(ASSIGNMENT):
Without changing a single character, copy every record below.

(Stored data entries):

########

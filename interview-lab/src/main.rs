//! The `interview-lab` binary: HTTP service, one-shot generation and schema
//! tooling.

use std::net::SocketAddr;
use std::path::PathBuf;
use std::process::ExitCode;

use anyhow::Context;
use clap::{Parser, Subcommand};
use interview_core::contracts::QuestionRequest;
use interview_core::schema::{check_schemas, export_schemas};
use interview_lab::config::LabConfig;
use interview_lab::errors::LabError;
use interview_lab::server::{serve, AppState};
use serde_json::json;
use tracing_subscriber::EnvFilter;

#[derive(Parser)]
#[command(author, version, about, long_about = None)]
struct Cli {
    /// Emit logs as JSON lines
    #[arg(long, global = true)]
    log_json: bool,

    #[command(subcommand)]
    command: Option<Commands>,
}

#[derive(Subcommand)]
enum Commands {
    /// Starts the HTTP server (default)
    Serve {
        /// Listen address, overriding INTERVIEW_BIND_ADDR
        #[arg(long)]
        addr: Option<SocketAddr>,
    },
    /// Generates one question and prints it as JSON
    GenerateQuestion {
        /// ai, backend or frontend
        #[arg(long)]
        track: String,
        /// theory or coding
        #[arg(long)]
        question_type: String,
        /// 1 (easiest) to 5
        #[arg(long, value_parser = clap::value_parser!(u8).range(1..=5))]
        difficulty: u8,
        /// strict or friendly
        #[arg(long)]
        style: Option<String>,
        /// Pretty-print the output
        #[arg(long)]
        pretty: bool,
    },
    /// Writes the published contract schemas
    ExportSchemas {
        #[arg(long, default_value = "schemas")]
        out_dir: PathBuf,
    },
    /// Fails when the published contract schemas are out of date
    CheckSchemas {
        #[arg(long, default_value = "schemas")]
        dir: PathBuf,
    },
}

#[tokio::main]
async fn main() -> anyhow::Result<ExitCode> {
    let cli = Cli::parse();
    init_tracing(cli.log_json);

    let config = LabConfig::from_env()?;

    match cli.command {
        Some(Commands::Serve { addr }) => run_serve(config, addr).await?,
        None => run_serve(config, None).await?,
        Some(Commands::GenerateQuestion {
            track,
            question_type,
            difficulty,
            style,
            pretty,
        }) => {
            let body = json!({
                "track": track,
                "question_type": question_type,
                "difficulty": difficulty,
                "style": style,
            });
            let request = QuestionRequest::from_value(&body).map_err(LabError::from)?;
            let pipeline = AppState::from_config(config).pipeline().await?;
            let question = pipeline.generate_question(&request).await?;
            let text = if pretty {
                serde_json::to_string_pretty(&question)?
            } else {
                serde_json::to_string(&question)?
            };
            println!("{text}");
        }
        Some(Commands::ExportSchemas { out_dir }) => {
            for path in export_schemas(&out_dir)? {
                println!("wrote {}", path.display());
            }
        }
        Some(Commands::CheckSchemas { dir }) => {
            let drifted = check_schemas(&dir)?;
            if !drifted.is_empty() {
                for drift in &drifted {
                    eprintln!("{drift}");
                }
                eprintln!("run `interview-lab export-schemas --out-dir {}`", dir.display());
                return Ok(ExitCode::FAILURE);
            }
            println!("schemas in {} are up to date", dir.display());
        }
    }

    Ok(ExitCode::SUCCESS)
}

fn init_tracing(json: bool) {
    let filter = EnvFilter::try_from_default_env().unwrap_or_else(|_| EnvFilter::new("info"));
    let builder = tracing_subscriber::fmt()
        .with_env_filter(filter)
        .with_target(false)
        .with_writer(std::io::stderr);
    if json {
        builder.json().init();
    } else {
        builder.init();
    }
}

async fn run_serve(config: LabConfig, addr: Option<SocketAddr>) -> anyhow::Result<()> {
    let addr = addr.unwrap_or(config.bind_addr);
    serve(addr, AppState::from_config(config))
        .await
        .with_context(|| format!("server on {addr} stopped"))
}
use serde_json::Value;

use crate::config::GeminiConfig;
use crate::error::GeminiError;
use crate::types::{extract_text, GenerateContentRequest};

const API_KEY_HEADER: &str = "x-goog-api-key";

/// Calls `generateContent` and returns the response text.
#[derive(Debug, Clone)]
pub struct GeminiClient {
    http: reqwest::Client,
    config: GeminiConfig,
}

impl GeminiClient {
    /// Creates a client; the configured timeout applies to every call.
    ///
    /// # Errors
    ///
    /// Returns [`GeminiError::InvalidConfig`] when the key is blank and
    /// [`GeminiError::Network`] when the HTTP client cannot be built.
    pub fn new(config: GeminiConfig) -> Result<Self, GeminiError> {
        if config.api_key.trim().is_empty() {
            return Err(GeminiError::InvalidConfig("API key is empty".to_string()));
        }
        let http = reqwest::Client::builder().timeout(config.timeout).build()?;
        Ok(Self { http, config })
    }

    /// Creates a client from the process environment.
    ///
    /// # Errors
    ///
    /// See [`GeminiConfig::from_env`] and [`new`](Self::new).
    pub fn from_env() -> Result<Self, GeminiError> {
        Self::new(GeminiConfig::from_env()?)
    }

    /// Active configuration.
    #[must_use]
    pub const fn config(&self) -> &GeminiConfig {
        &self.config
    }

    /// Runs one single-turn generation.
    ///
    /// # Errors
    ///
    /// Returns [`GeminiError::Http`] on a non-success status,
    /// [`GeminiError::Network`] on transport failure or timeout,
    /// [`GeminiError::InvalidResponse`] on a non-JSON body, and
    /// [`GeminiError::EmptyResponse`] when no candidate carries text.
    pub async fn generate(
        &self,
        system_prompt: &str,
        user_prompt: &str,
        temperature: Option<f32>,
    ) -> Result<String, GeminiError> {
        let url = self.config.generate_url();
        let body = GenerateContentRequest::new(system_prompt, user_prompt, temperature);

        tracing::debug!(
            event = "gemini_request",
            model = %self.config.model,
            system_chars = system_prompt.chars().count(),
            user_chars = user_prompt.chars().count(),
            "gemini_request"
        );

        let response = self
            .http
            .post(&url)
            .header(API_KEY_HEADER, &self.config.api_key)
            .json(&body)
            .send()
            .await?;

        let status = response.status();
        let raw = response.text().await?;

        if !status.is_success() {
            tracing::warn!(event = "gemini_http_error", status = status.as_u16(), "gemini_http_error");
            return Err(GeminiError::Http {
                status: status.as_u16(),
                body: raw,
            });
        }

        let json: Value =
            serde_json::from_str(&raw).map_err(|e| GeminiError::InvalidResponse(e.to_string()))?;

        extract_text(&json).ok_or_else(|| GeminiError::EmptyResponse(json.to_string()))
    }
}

########

(TASK ANSWER):
filename interview-lab/src/main.rs
//! The `interview-lab` binary: HTTP service, one-shot generation and schema
//! tooling.

use std::net::SocketAddr;
use std::path::PathBuf;
use std::process::ExitCode;

use anyhow::Context;
use clap::{Parser, Subcommand};
use interview_core::contracts::QuestionRequest;
use interview_core::schema::{check_schemas, export_schemas};
use interview_lab::config::LabConfig;
use interview_lab::errors::LabError;
use interview_lab::server::{serve, AppState};
use serde_json::json;
use tracing_subscriber::EnvFilter;

#[derive(Parser)]
#[command(author, version, about, long_about = None)]
struct Cli {
    /// Emit logs as JSON lines
    #[arg(long, global = true)]
    log_json: bool,

    #[command(subcommand)]
    command: Option<Commands>,
}

#[derive(Subcommand)]
enum Commands {
    /// Starts the HTTP server (default)
    Serve {
        /// Listen address, overriding INTERVIEW_BIND_ADDR
        #[arg(long)]
        addr: Option<SocketAddr>,
    },
    /// Generates one question and prints it as JSON
    GenerateQuestion {
        /// ai, backend or frontend
        #[arg(long)]
        track: String,
        /// theory or coding
        #[arg(long)]
        question_type: String,
        /// 1 (easiest) to 5
        #[arg(long, value_parser = clap::value_parser!(u8).range(1..=5))]
        difficulty: u8,
        /// strict or friendly
        #[arg(long)]
        style: Option<String>,
        /// Pretty-print the output
        #[arg(long)]
        pretty: bool,
    },
    /// Writes the published contract schemas
    ExportSchemas {
        #[arg(long, default_value = "schemas")]
        out_dir: PathBuf,
    },
    /// Fails when the published contract schemas are out of date
    CheckSchemas {
        #[arg(long, default_value = "schemas")]
        dir: PathBuf,
    },
}

#[tokio::main]
async fn main() -> anyhow::Result<ExitCode> {
    let cli = Cli::parse();
    init_tracing(cli.log_json);

    let config = LabConfig::from_env()?;

    match cli.command {
        Some(Commands::Serve { addr }) => run_serve(config, addr).await?,
        None => run_serve(config, None).await?,
        Some(Commands::GenerateQuestion {
            track,
            question_type,
            difficulty,
            style,
            pretty,
        }) => {
            let body = json!({
                "track": track,
                "question_type": question_type,
                "difficulty": difficulty,
                "style": style,
            });
            let request = QuestionRequest::from_value(&body).map_err(LabError::from)?;
            let pipeline = AppState::from_config(config).pipeline().await?;
            let question = pipeline.generate_question(&request).await?;
            let text = if pretty {
                serde_json::to_string_pretty(&question)?
            } else {
                serde_json::to_string(&question)?
            };
            println!("{text}");
        }
        Some(Commands::ExportSchemas { out_dir }) => {
            for path in export_schemas(&out_dir)? {
                println!("wrote {}", path.display());
            }
        }
        Some(Commands::CheckSchemas { dir }) => {
            let drifted = check_schemas(&dir)?;
            if !drifted.is_empty() {
                for drift in &drifted {
                    eprintln!("{drift}");
                }
                eprintln!("run `interview-lab export-schemas --out-dir {}`", dir.display());
                return Ok(ExitCode::FAILURE);
            }
            println!("schemas in {} are up to date", dir.display());
        }
    }

    Ok(ExitCode::SUCCESS)
}

fn init_tracing(json: bool) {
    let filter = EnvFilter::try_from_default_env().unwrap_or_else(|_| EnvFilter::new("info"));
    let builder = tracing_subscriber::fmt()
        .with_env_filter(filter)
        .with_target(false)
        .with_writer(std::io::stderr);
    if json {
        builder.json().init();
    } else {
        builder.init();
    }
}

async fn run_serve(config: LabConfig, addr: Option<SocketAddr>) -> anyhow::Result<()> {
    let addr = addr.unwrap_or(config.bind_addr);
    serve(addr, AppState::from_config(config))
        .await
        .with_context(|| format!("server on {addr} stopped"))
}
use serde_json::Value;

use crate::config::GeminiConfig;
use crate::error::GeminiError;
use crate::types::{extract_text, GenerateContentRequest};

const API_KEY_HEADER: &str = "x-goog-api-key";

/// Calls `generateContent` and returns the response text.
#[derive(Debug, Clone)]
pub struct GeminiClient {
    http: reqwest::Client,
    config: GeminiConfig,
}

impl GeminiClient {
    /// Creates a client; the configured timeout applies to every call.
    ///
    /// # Errors
    ///
    /// Returns [`GeminiError::InvalidConfig`] when the key is blank and
    /// [`GeminiError::Network`] when the HTTP client cannot be built.
    pub fn new(config: GeminiConfig) -> Result<Self, GeminiError> {
        if config.api_key.trim().is_empty() {
            return Err(GeminiError::InvalidConfig("API key is empty".to_string()));
        }
        let http = reqwest::Client::builder().timeout(config.timeout).build()?;
        Ok(Self { http, config })
    }

    /// Creates a client from the process environment.
    ///
    /// # Errors
    ///
    /// See [`GeminiConfig::from_env`] and [`new`](Self::new).
    pub fn from_env() -> Result<Self, GeminiError> {
        Self::new(GeminiConfig::from_env()?)
    }

    /// Active configuration.
    #[must_use]
    pub const fn config(&self) -> &GeminiConfig {
        &self.config
    }

    /// Runs one single-turn generation.
    ///
    /// # Errors
    ///
    /// Returns [`GeminiError::Http`] on a non-success status,
    /// [`GeminiError::Network`] on transport failure or timeout,
    /// [`GeminiError::InvalidResponse`] on a non-JSON body, and
    /// [`GeminiError::EmptyResponse`] when no candidate carries text.
    pub async fn generate(
        &self,
        system_prompt: &str,
        user_prompt: &str,
        temperature: Option<f32>,
    ) -> Result<String, GeminiError> {
        let url = self.config.generate_url();
        let body = GenerateContentRequest::new(system_prompt, user_prompt, temperature);

        tracing::debug!(
            event = "gemini_request",
            model = %self.config.model,
            system_chars = system_prompt.chars().count(),
            user_chars = user_prompt.chars().count(),
            "gemini_request"
        );

        let response = self
            .http
            .post(&url)
            .header(API_KEY_HEADER, &self.config.api_key)
            .json(&body)
            .send()
            .await?;

        let status = response.status();
        let raw = response.text().await?;

        if !status.is_success() {
            tracing::warn!(event = "gemini_http_error", status = status.as_u16(), "gemini_http_error");
            return Err(GeminiError::Http {
                status: status.as_u16(),
                body: raw,
            });
        }

        let json: Value =
            serde_json::from_str(&raw).map_err(|e| GeminiError::InvalidResponse(e.to_string()))?;

        extract_text(&json).ok_or_else(|| GeminiError::EmptyResponse(json.to_string()))
    }
}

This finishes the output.